> **What you have to do**: The answer must consist of every line from the entries below that contains the word "Underlying".

> **Record extracts**:
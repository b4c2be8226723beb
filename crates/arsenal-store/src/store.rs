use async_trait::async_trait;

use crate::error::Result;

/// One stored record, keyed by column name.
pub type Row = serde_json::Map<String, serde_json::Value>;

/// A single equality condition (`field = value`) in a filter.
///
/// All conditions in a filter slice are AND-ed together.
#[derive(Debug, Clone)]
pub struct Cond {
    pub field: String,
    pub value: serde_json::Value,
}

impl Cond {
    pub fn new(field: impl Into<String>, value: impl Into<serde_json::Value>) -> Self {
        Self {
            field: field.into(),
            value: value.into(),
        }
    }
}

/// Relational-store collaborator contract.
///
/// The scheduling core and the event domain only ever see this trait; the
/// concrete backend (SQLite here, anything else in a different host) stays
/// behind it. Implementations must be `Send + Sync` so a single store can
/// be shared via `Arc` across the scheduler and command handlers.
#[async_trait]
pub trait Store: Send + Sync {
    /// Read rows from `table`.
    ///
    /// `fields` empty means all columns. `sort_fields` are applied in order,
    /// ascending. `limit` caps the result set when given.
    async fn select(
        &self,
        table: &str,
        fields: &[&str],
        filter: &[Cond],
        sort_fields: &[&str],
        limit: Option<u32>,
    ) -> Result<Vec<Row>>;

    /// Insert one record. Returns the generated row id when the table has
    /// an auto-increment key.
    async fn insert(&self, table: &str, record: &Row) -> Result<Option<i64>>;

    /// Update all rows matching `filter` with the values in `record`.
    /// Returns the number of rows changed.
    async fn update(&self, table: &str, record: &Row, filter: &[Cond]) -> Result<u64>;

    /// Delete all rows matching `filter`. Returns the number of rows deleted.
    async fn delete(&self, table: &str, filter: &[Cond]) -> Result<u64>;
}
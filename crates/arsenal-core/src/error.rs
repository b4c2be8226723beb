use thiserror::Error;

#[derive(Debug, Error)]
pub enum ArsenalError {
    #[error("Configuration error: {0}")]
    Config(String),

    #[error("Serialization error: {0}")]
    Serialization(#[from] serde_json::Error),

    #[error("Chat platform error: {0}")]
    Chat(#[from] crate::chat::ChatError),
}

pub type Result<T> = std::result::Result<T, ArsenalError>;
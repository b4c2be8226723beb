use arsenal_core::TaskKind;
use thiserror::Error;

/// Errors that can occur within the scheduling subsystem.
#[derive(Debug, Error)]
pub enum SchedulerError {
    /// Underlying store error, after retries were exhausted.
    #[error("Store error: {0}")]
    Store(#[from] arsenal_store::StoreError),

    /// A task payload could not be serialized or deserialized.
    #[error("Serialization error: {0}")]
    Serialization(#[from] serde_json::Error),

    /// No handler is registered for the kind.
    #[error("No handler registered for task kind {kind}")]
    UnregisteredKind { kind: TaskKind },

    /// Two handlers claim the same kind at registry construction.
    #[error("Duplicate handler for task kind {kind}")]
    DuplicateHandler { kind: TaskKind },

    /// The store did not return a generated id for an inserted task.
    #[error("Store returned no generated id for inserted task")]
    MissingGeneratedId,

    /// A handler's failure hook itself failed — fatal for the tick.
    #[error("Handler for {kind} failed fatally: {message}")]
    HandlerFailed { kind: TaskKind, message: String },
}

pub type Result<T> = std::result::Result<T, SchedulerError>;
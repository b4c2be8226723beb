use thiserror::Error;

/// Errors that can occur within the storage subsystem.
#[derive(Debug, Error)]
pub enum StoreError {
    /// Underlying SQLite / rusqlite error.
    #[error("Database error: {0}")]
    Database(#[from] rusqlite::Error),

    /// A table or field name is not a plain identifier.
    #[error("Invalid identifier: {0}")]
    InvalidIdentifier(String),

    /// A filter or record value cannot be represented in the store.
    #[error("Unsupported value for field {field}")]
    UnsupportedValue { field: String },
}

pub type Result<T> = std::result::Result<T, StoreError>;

==

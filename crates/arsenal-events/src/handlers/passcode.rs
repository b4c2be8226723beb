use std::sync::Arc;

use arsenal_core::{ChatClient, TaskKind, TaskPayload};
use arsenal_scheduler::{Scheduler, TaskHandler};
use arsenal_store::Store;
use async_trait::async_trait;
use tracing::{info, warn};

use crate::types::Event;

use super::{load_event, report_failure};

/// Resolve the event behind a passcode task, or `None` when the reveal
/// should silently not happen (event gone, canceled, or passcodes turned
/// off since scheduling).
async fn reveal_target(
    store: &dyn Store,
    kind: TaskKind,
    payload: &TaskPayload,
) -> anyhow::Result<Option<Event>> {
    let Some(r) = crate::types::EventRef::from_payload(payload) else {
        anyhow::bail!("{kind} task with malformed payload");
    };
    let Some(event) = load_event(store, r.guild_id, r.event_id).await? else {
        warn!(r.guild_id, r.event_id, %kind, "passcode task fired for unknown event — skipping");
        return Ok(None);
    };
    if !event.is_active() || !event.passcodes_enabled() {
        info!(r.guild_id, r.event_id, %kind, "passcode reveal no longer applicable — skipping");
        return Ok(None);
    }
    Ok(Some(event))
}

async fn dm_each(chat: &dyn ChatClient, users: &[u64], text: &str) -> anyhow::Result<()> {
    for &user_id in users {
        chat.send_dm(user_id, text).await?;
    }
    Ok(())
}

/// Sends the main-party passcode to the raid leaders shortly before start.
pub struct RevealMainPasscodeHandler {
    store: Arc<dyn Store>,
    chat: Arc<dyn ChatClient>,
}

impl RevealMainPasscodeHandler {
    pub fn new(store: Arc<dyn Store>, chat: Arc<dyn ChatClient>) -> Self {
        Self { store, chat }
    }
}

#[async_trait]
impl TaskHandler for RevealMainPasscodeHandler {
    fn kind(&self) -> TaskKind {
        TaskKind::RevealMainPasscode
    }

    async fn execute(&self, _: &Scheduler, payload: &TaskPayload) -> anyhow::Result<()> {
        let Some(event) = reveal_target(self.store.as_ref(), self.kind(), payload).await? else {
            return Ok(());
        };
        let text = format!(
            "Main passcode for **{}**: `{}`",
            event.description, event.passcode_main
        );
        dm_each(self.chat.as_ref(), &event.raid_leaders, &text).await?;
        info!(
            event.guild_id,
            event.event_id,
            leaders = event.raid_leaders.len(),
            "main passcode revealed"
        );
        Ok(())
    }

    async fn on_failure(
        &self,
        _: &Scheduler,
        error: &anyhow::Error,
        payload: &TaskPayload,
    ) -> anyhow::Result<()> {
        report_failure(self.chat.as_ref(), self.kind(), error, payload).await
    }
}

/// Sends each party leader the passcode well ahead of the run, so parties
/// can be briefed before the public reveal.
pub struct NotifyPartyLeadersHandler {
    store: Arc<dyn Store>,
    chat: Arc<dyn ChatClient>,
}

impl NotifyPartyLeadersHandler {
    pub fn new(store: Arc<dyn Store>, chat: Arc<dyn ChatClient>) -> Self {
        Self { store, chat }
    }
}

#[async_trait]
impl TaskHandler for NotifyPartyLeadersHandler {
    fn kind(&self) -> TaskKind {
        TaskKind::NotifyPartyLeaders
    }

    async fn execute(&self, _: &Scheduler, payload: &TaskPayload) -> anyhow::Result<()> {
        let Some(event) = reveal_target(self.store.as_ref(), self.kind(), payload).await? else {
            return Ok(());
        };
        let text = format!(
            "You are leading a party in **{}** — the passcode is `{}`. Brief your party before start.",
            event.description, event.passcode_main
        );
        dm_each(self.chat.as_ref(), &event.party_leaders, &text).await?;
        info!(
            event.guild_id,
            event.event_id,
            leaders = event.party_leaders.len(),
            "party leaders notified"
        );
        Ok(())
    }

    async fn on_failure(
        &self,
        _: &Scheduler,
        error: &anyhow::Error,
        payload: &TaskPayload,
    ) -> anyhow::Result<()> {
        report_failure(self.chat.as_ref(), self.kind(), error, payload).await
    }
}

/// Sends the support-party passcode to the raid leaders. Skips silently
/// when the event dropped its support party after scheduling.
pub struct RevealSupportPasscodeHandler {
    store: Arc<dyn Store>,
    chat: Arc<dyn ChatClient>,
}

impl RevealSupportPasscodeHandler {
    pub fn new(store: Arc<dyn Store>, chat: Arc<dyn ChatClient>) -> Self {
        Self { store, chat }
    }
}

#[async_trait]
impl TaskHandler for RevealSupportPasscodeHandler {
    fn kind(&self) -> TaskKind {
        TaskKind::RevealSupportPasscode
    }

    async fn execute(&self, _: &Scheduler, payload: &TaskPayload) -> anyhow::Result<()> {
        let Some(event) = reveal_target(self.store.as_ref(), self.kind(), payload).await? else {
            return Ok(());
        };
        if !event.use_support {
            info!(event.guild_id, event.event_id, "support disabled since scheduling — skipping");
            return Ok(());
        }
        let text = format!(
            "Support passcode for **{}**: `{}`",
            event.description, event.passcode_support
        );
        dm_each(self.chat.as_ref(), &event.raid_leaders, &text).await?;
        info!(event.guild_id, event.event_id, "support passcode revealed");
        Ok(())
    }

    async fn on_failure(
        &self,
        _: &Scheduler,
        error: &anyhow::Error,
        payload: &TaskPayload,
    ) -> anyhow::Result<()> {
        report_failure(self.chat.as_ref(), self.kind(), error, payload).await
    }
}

==

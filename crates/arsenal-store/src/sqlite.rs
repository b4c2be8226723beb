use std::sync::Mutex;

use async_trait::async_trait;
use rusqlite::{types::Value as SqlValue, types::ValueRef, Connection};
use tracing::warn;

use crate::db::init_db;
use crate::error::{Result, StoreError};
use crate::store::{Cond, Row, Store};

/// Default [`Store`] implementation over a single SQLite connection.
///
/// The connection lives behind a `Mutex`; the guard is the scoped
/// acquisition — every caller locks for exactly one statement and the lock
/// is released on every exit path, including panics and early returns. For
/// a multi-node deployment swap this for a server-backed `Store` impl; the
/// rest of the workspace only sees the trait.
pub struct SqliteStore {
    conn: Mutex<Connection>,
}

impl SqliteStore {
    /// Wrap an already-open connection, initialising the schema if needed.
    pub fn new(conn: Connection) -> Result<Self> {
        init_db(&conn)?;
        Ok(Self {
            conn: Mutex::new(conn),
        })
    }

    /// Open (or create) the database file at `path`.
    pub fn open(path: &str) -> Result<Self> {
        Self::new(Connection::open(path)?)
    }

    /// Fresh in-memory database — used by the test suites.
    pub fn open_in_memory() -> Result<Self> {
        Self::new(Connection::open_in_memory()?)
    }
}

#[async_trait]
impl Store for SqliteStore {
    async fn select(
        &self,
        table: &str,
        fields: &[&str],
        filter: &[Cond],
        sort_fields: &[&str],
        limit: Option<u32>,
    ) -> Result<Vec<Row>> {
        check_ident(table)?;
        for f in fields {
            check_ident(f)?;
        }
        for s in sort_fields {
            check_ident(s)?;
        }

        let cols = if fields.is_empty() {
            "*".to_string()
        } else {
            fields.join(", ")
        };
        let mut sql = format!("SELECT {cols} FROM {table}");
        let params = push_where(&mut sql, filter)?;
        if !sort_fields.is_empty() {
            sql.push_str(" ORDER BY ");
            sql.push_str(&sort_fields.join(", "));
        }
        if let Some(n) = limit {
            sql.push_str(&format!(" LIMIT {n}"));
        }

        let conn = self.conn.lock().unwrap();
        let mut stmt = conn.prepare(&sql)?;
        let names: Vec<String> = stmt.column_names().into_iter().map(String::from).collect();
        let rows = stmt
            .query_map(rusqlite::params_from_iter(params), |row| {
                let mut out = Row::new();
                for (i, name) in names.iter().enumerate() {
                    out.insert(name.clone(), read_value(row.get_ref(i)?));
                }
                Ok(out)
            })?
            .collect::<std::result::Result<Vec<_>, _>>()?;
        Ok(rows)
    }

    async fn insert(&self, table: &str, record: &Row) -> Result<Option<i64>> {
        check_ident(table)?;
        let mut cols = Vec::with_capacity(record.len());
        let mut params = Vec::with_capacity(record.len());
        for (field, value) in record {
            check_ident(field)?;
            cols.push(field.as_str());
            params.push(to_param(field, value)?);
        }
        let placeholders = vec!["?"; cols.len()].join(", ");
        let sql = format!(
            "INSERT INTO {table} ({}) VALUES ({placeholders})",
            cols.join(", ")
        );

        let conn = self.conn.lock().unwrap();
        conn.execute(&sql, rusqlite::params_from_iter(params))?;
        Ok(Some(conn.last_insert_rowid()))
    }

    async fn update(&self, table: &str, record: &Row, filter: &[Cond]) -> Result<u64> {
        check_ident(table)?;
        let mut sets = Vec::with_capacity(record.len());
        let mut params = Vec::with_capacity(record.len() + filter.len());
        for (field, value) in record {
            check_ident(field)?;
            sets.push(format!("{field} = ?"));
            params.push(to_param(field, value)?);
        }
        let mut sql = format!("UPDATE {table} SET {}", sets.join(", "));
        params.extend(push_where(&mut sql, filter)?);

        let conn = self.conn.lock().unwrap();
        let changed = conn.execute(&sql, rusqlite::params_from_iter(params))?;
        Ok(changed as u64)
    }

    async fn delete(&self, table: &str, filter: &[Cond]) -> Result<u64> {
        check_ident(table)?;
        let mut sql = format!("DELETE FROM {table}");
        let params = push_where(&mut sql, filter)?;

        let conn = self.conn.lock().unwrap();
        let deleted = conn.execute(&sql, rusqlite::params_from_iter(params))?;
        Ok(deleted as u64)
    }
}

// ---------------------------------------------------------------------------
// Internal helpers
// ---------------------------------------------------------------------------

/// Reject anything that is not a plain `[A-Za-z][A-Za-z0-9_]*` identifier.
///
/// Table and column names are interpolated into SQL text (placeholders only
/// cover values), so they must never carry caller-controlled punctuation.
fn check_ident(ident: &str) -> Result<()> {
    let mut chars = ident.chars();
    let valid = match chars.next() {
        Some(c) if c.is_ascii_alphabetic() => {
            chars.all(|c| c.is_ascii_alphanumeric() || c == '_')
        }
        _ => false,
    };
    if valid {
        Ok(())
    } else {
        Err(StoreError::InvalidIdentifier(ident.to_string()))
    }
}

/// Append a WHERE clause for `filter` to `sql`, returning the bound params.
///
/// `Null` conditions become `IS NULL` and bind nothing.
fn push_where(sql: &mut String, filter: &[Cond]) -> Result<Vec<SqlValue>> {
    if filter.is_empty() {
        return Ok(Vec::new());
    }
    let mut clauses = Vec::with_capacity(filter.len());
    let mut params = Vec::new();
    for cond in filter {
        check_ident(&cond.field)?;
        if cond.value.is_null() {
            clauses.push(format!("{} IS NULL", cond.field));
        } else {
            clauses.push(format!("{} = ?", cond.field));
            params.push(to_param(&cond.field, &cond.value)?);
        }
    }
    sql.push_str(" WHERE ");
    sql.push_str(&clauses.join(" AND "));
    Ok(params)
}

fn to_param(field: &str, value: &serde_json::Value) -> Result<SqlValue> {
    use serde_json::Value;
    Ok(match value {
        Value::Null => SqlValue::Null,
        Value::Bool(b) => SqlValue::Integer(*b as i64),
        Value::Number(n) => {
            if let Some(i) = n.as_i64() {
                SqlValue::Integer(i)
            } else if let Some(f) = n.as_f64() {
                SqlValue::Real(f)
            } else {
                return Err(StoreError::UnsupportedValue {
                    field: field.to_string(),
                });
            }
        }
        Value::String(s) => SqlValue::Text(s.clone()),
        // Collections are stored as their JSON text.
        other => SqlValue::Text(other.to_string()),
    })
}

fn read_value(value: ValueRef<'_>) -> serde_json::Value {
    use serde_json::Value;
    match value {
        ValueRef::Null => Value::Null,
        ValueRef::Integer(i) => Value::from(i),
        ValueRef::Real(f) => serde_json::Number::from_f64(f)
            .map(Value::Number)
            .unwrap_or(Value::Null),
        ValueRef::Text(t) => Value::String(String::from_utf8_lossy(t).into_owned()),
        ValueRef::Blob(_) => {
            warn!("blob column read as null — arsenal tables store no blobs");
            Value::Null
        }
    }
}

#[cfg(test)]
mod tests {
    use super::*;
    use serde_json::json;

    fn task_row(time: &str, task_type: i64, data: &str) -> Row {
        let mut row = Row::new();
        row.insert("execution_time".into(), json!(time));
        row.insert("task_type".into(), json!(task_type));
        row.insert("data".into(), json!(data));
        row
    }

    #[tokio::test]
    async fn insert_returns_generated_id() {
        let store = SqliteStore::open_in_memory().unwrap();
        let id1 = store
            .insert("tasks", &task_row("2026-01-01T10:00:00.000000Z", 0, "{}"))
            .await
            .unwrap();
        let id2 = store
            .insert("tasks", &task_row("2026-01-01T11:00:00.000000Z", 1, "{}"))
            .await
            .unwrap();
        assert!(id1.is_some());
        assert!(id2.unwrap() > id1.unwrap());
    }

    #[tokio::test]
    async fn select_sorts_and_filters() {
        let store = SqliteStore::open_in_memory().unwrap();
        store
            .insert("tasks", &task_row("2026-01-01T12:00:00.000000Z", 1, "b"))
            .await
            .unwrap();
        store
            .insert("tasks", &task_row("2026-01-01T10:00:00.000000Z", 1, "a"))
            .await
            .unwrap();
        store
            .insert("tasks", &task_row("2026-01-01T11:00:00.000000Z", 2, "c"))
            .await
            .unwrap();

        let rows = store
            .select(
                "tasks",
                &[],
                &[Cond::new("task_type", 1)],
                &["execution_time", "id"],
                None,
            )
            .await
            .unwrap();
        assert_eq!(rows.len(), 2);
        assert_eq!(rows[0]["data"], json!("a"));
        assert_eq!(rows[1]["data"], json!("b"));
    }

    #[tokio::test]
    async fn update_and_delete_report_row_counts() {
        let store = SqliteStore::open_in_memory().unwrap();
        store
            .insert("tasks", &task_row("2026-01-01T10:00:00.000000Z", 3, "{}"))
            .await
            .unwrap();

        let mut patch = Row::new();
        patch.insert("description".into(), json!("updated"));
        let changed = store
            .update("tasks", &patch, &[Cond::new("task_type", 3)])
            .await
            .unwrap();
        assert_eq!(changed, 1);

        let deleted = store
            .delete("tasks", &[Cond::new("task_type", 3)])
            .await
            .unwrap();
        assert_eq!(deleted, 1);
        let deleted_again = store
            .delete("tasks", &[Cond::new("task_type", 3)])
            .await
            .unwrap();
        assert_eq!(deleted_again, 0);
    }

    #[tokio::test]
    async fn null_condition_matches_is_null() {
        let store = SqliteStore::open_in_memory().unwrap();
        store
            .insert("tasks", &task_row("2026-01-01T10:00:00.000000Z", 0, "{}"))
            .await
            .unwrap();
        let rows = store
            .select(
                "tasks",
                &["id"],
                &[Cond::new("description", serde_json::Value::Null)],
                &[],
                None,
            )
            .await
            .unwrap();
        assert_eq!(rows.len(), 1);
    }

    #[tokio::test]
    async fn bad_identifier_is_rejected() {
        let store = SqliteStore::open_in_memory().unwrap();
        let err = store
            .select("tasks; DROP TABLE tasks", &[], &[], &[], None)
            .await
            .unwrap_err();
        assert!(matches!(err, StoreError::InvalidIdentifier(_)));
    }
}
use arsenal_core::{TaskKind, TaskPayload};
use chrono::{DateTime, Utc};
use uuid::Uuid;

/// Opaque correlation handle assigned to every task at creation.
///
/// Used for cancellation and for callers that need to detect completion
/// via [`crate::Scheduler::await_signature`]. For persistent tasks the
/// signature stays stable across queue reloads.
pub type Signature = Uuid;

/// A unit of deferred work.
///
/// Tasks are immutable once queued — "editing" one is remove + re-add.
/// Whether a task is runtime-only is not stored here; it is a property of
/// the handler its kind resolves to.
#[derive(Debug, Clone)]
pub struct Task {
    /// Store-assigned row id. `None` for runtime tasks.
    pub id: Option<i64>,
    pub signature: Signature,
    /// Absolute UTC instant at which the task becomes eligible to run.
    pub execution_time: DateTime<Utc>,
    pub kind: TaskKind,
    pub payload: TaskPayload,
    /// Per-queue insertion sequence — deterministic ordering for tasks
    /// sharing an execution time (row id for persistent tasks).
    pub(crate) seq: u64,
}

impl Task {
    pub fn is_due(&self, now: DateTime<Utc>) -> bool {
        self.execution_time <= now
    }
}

> **Your solution**:
    /// Underlying store error, after retries were exhausted.
    /// Underlying SQLite / rusqlite error.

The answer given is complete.